Re: Impending failure?

Peter Zieba <pzieba@xxxxxxxxxxxxxxxxx> · Fri, 4 Nov 2011 12:42:31 -0500 (CDT)

So, in my personal experience with pending sectors, it's worth mentioning the following:

If you do a "check", and you have any pending sectors that are within the partition that is used for the md device, they should be read and rewritten as needed, causing the count to go down. However, I've noticed that sometimes I have pending sector counts on drives that don't go away after a "check". These would go away, however, if I failed and then removed the drive with mdadm, and then subsequently zero filled the /entire/ drive (as opposed to just the partition on that disk that is used by the array). The reason for this is that there's a small chunk of unused space that never gets read or written to right after the partition (even though I technically partition the entire drive as one large partition (fd  Linux raid auto).

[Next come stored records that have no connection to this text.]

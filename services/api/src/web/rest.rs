//! services/api/src/web/rest.rs
//!
//! Contains the Axum handlers for the REST API endpoints and the master
//! definition for the OpenAPI specification.

use crate::config::MAX_TTL_HOURS;
use crate::sync::gate::hash_password;
use crate::sync::{AccessDecision, SessionRegistry};
use crate::web::state::AppState;
use axum::{
    extract::{Path, State},
    http::{HeaderMap, StatusCode},
    response::{IntoResponse, Json},
};
use chrono::{DateTime, Duration, Utc};
use quickpad_core::domain::Note;
use quickpad_core::ports::{NoteRepository, PortError, PortResult};
use serde::{Deserialize, Serialize};
use std::sync::Arc;
use tracing::{error, info};
use utoipa::{OpenApi, ToSchema};
use uuid::Uuid;

/// Request header carrying the secret of a protected note.
pub const SECRET_HEADER: &str = "x-note-secret";

const NOTE_ID_LEN: usize = 8;
const NOTE_ID_ATTEMPTS: usize = 5;

//=========================================================================================
// OpenAPI Master Definition
//=========================================================================================

#[derive(OpenApi)]
#[openapi(
    paths(
        health_handler,
        create_note_handler,
        get_note_handler,
        update_note_handler,
    ),
    components(
        schemas(
            HealthResponse,
            CreateNoteRequest,
            CreateNoteResponse,
            NoteResponse,
            UpdateNoteRequest,
            UpdateNoteResponse
        )
    ),
    tags(
        (name = "Quickpad API", description = "Create, read and overwrite notes; live editing happens over the /ws WebSocket.")
    )
)]
pub struct ApiDoc;

//=========================================================================================
// API Response and Payload Structs
//=========================================================================================

#[derive(Serialize, Deserialize, ToSchema)]
pub struct HealthResponse {
    pub status: String,
    pub timestamp: DateTime<Utc>,
    pub service: String,
}

/// The payload for creating a note. Every field is optional.
#[derive(Deserialize, ToSchema, Default)]
pub struct CreateNoteRequest {
    #[serde(default)]
    pub content: String,
    /// Protects the note when present and non-empty.
    #[serde(default)]
    pub password: Option<String>,
    /// Lifetime in hours; the server default applies when omitted.
    #[serde(default)]
    pub ttl_hours: Option<i64>,
}

/// The response payload sent after successfully creating a note.
#[derive(Serialize, Deserialize, ToSchema)]
pub struct CreateNoteResponse {
    pub id: String,
    pub protected: bool,
    pub expires_at: DateTime<Utc>,
}

/// A note's current text. `version` is present only while a live session holds
/// the note, and is the version a `join` would report.
#[derive(Serialize, Deserialize, ToSchema, Debug, PartialEq)]
pub struct NoteResponse {
    pub id: String,
    pub content: String,
    pub version: Option<u64>,
}

/// Full-text overwrite of a note.
#[derive(Deserialize, ToSchema)]
pub struct UpdateNoteRequest {
    pub content: String,
    /// The session version the writer last saw; treated as 0 when omitted.
    #[serde(default)]
    pub base_version: Option<u64>,
}

#[derive(Serialize, Deserialize, ToSchema, Debug, PartialEq)]
pub struct UpdateNoteResponse {
    pub id: String,
    pub version: u64,
    /// The write was based on an out-of-date version and overrode newer edits.
    pub rebase: bool,
}

//=========================================================================================
// REST API Handlers
//=========================================================================================

/// Liveness probe.
#[utoipa::path(
    get,
    path = "/api/health",
    responses(
        (status = 200, description = "Service is up", body = HealthResponse)
    )
)]
pub async fn health_handler() -> Json<HealthResponse> {
    Json(HealthResponse {
        status: "healthy".to_string(),
        timestamp: Utc::now(),
        service: "quickpad-backend".to_string(),
    })
}

/// Create a new note, optionally protected by a password.
///
/// The note's content is not echoed back; clients open it through the
/// WebSocket `join` message.
#[utoipa::path(
    post,
    path = "/api/notes",
    request_body = CreateNoteRequest,
    responses(
        (status = 201, description = "Note created", body = CreateNoteResponse),
        (status = 400, description = "Invalid TTL"),
        (status = 503, description = "Storage unavailable"),
        (status = 500, description = "Internal server error")
    )
)]
pub async fn create_note_handler(
    State(app_state): State<Arc<AppState>>,
    Json(req): Json<CreateNoteRequest>,
) -> Result<impl IntoResponse, (StatusCode, String)> {
    let ttl_hours = req.ttl_hours.unwrap_or(app_state.config.note_ttl_hours);
    if !(1..=MAX_TTL_HOURS).contains(&ttl_hours) {
        return Err((
            StatusCode::BAD_REQUEST,
            format!("ttl_hours must be between 1 and {}", MAX_TTL_HOURS),
        ));
    }

    let password_hash = match req.password.filter(|p| !p.is_empty()) {
        Some(password) => {
            let hashed = tokio::task::spawn_blocking(move || hash_password(&password))
                .await
                .map_err(|e| {
                    error!("Password hashing task failed: {:?}", e);
                    (StatusCode::INTERNAL_SERVER_ERROR, "Failed to hash password".to_string())
                })?
                .map_err(|e| {
                    error!("Failed to hash password: {:?}", e);
                    (StatusCode::INTERNAL_SERVER_ERROR, "Failed to hash password".to_string())
                })?;
            Some(hashed)
        }
        None => None,
    };

    match create_note(app_state.db.as_ref(), req.content, password_hash, ttl_hours).await {
        Ok(note) => {
            info!(note_id = %note.id, protected = note.is_protected(), "Note created");
            let response = CreateNoteResponse {
                protected: note.is_protected(),
                id: note.id,
                expires_at: note.expires_at,
            };
            Ok((StatusCode::CREATED, Json(response)))
        }
        Err(PortError::StorageUnavailable(e)) => {
            error!("Failed to create note: {}", e);
            Err((
                StatusCode::SERVICE_UNAVAILABLE,
                "Storage is unavailable".to_string(),
            ))
        }
        Err(e) => {
            error!("Failed to create note: {:?}", e);
            Err((
                StatusCode::INTERNAL_SERVER_ERROR,
                "Failed to create note".to_string(),
            ))
        }
    }
}

/// Read a note.
///
/// Returns the live session's content while anyone is editing the note, and
/// the stored content otherwise. Protected notes need their secret in the
/// `x-note-secret` header.
#[utoipa::path(
    get,
    path = "/api/notes/{id}",
    params(
        ("id" = String, Path, description = "Note id"),
        ("x-note-secret" = Option<String>, Header, description = "Secret of a protected note")
    ),
    responses(
        (status = 200, description = "Current note content", body = NoteResponse),
        (status = 401, description = "Wrong or missing secret"),
        (status = 404, description = "Note not found"),
        (status = 503, description = "Storage unavailable")
    )
)]
pub async fn get_note_handler(
    State(app_state): State<Arc<AppState>>,
    Path(note_id): Path<String>,
    headers: HeaderMap,
) -> Result<Json<NoteResponse>, (StatusCode, String)> {
    check_access(&app_state, &note_id, &headers).await?;
    let note = read_note(&app_state.registry, app_state.db.as_ref(), &note_id)
        .await
        .map_err(port_error_response)?;
    Ok(Json(note))
}

/// Overwrite a note's content.
///
/// While a live session holds the note the write is applied like a
/// participant's edit and broadcast to everyone in the session; a
/// `base_version` ahead of the session is rejected with 409.
#[utoipa::path(
    put,
    path = "/api/notes/{id}",
    request_body = UpdateNoteRequest,
    params(
        ("id" = String, Path, description = "Note id"),
        ("x-note-secret" = Option<String>, Header, description = "Secret of a protected note")
    ),
    responses(
        (status = 200, description = "Content written", body = UpdateNoteResponse),
        (status = 401, description = "Wrong or missing secret"),
        (status = 404, description = "Note not found"),
        (status = 409, description = "base_version is ahead of the live session"),
        (status = 503, description = "Storage unavailable")
    )
)]
pub async fn update_note_handler(
    State(app_state): State<Arc<AppState>>,
    Path(note_id): Path<String>,
    headers: HeaderMap,
    Json(req): Json<UpdateNoteRequest>,
) -> Result<Json<UpdateNoteResponse>, (StatusCode, String)> {
    check_access(&app_state, &note_id, &headers).await?;
    let outcome = app_state
        .registry
        .write_content(&note_id, req.base_version, req.content)
        .await
        .map_err(port_error_response)?;
    info!(
        note_id = %note_id,
        version = outcome.resulting_version,
        rebase = outcome.is_rebase(),
        "Note overwritten over REST"
    );
    Ok(Json(UpdateNoteResponse {
        id: note_id,
        version: outcome.resulting_version,
        rebase: outcome.is_rebase(),
    }))
}

/// The live session's view of a note if there is one, else the stored note.
pub async fn read_note(
    registry: &SessionRegistry,
    db: &dyn NoteRepository,
    note_id: &str,
) -> PortResult<NoteResponse> {
    match registry.get(note_id).await {
        Ok(snapshot) => Ok(NoteResponse {
            id: snapshot.note_id,
            content: snapshot.content,
            version: Some(snapshot.version),
        }),
        Err(PortError::NotFound(_)) => {
            let note = db.load(note_id).await?;
            Ok(NoteResponse {
                id: note.id,
                content: note.content,
                version: None,
            })
        }
        Err(e) => Err(e),
    }
}

async fn check_access(
    app_state: &AppState,
    note_id: &str,
    headers: &HeaderMap,
) -> Result<(), (StatusCode, String)> {
    let secret = headers
        .get(SECRET_HEADER)
        .and_then(|value| value.to_str().ok());
    app_state
        .gate
        .authorize(note_id, secret)
        .await
        .and_then(AccessDecision::require)
        .map_err(port_error_response)
}

fn port_error_response(error: PortError) -> (StatusCode, String) {
    match error {
        PortError::NotFound(_) => (StatusCode::NOT_FOUND, "Note not found".to_string()),
        PortError::Unauthorized => (StatusCode::UNAUTHORIZED, "Wrong or missing secret".to_string()),
        PortError::InvalidState(message) => (StatusCode::CONFLICT, message),
        PortError::StorageUnavailable(reason) => {
            error!("Storage unavailable: {}", reason);
            (
                StatusCode::SERVICE_UNAVAILABLE,
                "Storage is unavailable".to_string(),
            )
        }
    }
}

/// Stores a new note under a fresh random slug, drawing again on collision.
pub async fn create_note(
    db: &dyn NoteRepository,
    content: String,
    password_hash: Option<String>,
    ttl_hours: i64,
) -> PortResult<Note> {
    let created_at = Utc::now();
    for _ in 0..NOTE_ID_ATTEMPTS {
        let id = new_note_id();
        if db.exists(&id).await? {
            continue;
        }
        let note = Note {
            id,
            content: content.clone(),
            password_hash: password_hash.clone(),
            created_at,
            expires_at: created_at + Duration::hours(ttl_hours),
        };
        match db.create(note.clone()).await {
            Ok(()) => return Ok(note),
            // Lost a race for the same slug.
            Err(PortError::InvalidState(_)) => continue,
            Err(e) => return Err(e),
        }
    }
    Err(PortError::InvalidState(
        "could not allocate a unique note id".to_string(),
    ))
}

fn new_note_id() -> String {
    let mut id = Uuid::new_v4().simple().to_string();
    id.truncate(NOTE_ID_LEN);
    id
}
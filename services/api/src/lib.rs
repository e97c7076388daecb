//! services/api/src/lib.rs
//!
//! Library half of the quickpad API service: storage adapters, the realtime
//! synchronization core and the web layer. The `api` binary wires them together.

pub mod adapters;
pub mod config;
pub mod error;
pub mod sync;
pub mod web;
pub mod domain;
pub mod ports;
pub mod sync;

pub use domain::{ConnectionId, Edit, EditOutcome, Note, Resolution, SessionSnapshot};
pub use ports::{NoteRepository, PortError, PortResult};
pub use sync::{resolve, Change};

I think what actually happens in this case is that when the system reads data from near the end of the array, the drive itself will do read-ahead and cache it. So, even though the computer never requested those abandoned sectors, the drive eventually notices that it can't read them, and makes a note of the fact. So, this is harmless.

You could probably avoid the potential for false-positive on pending sectors if you used the entire disk for the array (no partitions), but I'm pretty sure that breaks the raid auto-detection.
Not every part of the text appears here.